[Required action]: A word-for-word copy of the lines from the one holding "pub enum RestError" through the final line of the records below is the only output asked for.

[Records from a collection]
◇ ◇ ◇ ◇ ◇

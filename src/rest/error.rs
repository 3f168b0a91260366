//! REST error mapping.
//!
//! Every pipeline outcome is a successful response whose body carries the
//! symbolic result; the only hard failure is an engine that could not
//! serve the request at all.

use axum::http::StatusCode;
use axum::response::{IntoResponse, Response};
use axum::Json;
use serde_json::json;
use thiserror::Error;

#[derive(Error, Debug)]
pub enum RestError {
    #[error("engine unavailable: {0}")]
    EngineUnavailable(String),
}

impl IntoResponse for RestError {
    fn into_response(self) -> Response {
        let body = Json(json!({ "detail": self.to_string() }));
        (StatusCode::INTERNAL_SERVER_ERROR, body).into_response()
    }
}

◇ ◇ ◇ ◇ ◇

[Answer below]:
pub enum RestError {
    #[error("engine unavailable: {0}")]
    EngineUnavailable(String),
}

impl IntoResponse for RestError {
    fn into_response(self) -> Response {
        let body = Json(json!({ "detail": self.to_string() }));
        (StatusCode::INTERNAL_SERVER_ERROR, body).into_response()
    }
}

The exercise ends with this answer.